Em entrevista, a psicanalista e ex-candidata à prefeitura de Curitiba afirma que o conceito de gênero deve ser abolido
Não é muito comum ver mulheres trans chegarem aos 70 anos de Leticia Lanz. Ainda menos comum, são aquelas que tem a abertura para lançar um livro contando suas memórias.

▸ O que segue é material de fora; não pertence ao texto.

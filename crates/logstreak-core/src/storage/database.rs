//! SQLite-backed key-value storage.
//!
//! A single `kv` table maps string keys to string values.

use std::path::Path;

use rusqlite::{params, Connection};

use super::{Config, Storage};
use crate::error::StorageError;

/// File name used by [`Database::open`] when no other is configured.
pub const DEFAULT_DB_FILE: &str = "logstreak.db";

/// SQLite database holding the kv table.
pub struct Database {
    conn: Connection,
}

impl Database {
    /// Open the database `config` points at, by default
    /// `~/.config/logstreak/logstreak.db`.
    ///
    /// Creates the database file and schema if they don't exist.
    ///
    /// # Errors
    /// Returns an error if the data directory or database cannot be opened.
    pub fn open(config: &Config) -> Result<Self, StorageError> {
        Self::open_path(config.resolved_db_path()?)
    }

    /// Open (or create) the database at `path`.
    ///
    /// # Errors
    /// Returns an error if the database cannot be opened or migrated.
    pub fn open_path(path: impl AsRef<Path>) -> Result<Self, StorageError> {
        let path = path.as_ref();
        let conn = Connection::open(path).map_err(|source| StorageError::OpenFailed {
            path: path.to_path_buf(),
            source,
        })?;
        let db = Self { conn };
        db.migrate()?;
        Ok(db)
    }

    /// Open an in-memory database.
    ///
    /// # Errors
    /// Returns an error if SQLite cannot allocate the database.
    pub fn open_memory() -> Result<Self, StorageError> {
        let conn = Connection::open_in_memory()?;
        let db = Self { conn };
        db.migrate()?;
        Ok(db)
    }

    fn migrate(&self) -> Result<(), rusqlite::Error> {
        self.conn.execute_batch(
            "CREATE TABLE IF NOT EXISTS kv (
                key   TEXT PRIMARY KEY,
                value TEXT NOT NULL
            );",
        )
    }

    /// Get a value from the kv store.
    pub fn kv_get(&self, key: &str) -> Result<Option<String>, rusqlite::Error> {
        let mut stmt = self.conn.prepare("SELECT value FROM kv WHERE key = ?1")?;
        let result = stmt.query_row(params![key], |row| row.get::<_, String>(0));
        match result {
            Ok(v) => Ok(Some(v)),
            Err(rusqlite::Error::QueryReturnedNoRows) => Ok(None),
            Err(e) => Err(e),
        }
    }

    /// Set a value in the kv store.
    pub fn kv_set(&self, key: &str, value: &str) -> Result<(), rusqlite::Error> {
        self.conn.execute(
            "INSERT OR REPLACE INTO kv (key, value) VALUES (?1, ?2)",
            params![key, value],
        )?;
        Ok(())
    }

    /// Delete a key. Returns whether a row was removed.
    pub fn kv_delete(&self, key: &str) -> Result<bool, rusqlite::Error> {
        let removed = self.conn.execute("DELETE FROM kv WHERE key = ?1", params![key])?;
        Ok(removed > 0)
    }
}

impl Storage for Database {
    fn get(&self, key: &str) -> Result<Option<String>, StorageError> {
        Ok(self.kv_get(key)?)
    }

    fn set(&mut self, key: &str, value: &str) -> Result<(), StorageError> {
        Ok(self.kv_set(key, value)?)
    }
}

#[cfg(test)]
mod tests {
    use super::*;

    #[test]
    fn kv_store() {
        let db = Database::open_memory().unwrap();
        assert!(db.kv_get("test").unwrap().is_none());
        db.kv_set("test", "hello").unwrap();
        assert_eq!(db.kv_get("test").unwrap().unwrap(), "hello");
        db.kv_set("test", "again").unwrap();
        assert_eq!(db.kv_get("test").unwrap().unwrap(), "again");
    }

    #[test]
    fn kv_delete_reports_removal() {
        let db = Database::open_memory().unwrap();
        db.kv_set("streak", "{}").unwrap();
        assert!(db.kv_delete("streak").unwrap());
        assert!(!db.kv_delete("streak").unwrap());
        assert!(db.kv_get("streak").unwrap().is_none());
    }

    #[test]
    fn file_database_persists_across_opens() {
        let dir = tempfile::tempdir().unwrap();
        let path = dir.path().join("streak.db");
        {
            let mut db = Database::open_path(&path).unwrap();
            db.set("streak", "value").unwrap();
        }
        let db = Database::open_path(&path).unwrap();
        assert_eq!(db.get("streak").unwrap().as_deref(), Some("value"));
    }

    #[test]
    fn open_uses_absolute_configured_path() {
        let dir = tempfile::tempdir().unwrap();
        let mut config = Config::default();
        config.storage.db_file = dir.path().join("configured.db").display().to_string();

        let mut db = Database::open(&config).unwrap();
        db.set("streak", "value").unwrap();
        assert!(dir.path().join("configured.db").exists());
    }

    #[test]
    fn open_path_reports_bad_location() {
        let dir = tempfile::tempdir().unwrap();
        let path = dir.path().join("missing").join("nested").join("streak.db");
        let err = Database::open_path(&path).err().unwrap();
        assert!(matches!(err, StorageError::OpenFailed { .. }));
    }
}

Lançado pela Companhia das Letras em outubro, A construção de mim mesma: uma história de transição de gênero reúne em 110 páginas os momentos chave da vida da psicanalista, economista, especialista em Gênero e Sexualidade pela Universidade Estadual do Rio de Janeiro (UERJ) e mestra em Sociologia pela Universidade Federal do Paraná (UFPR), ativista e candidata a prefeita de Curitiba nas eleições de 2020, sobretudo a partir da ótica de sua transição quando se percebeu ela mesma, sem rótulos. No livro, ela afirma: “Eu me chamo de eu, vocês chamam do que quiserem”, buscando romper com a ideia de binarismo de gênero que, ela aponta, segue vigente para algumas pessoas trans que querem performar sua identidade conforme os padrões binários da sociedade.
Contra a corrente, ela é pai de três filhos e avô de cinco netos, além de seguir casada com sua companheira, Angela. “Eu nunca tive problema com os papéis que eu sempre exerci’, afirma Leticia. “Meu problema não era com isso, como também não era com orientação sexual. Eu era uma pessoa que sempre quis ser mulher e queria ficar com mulher também”. De acordo com ela, esse posicionamento sempre gerou críticas dos movimentos transgênero. “Diziam que eu prestava até um desfavor à causa, mas que causa? A causa que eu defendo é a causa de a pessoa ser o que ela é”.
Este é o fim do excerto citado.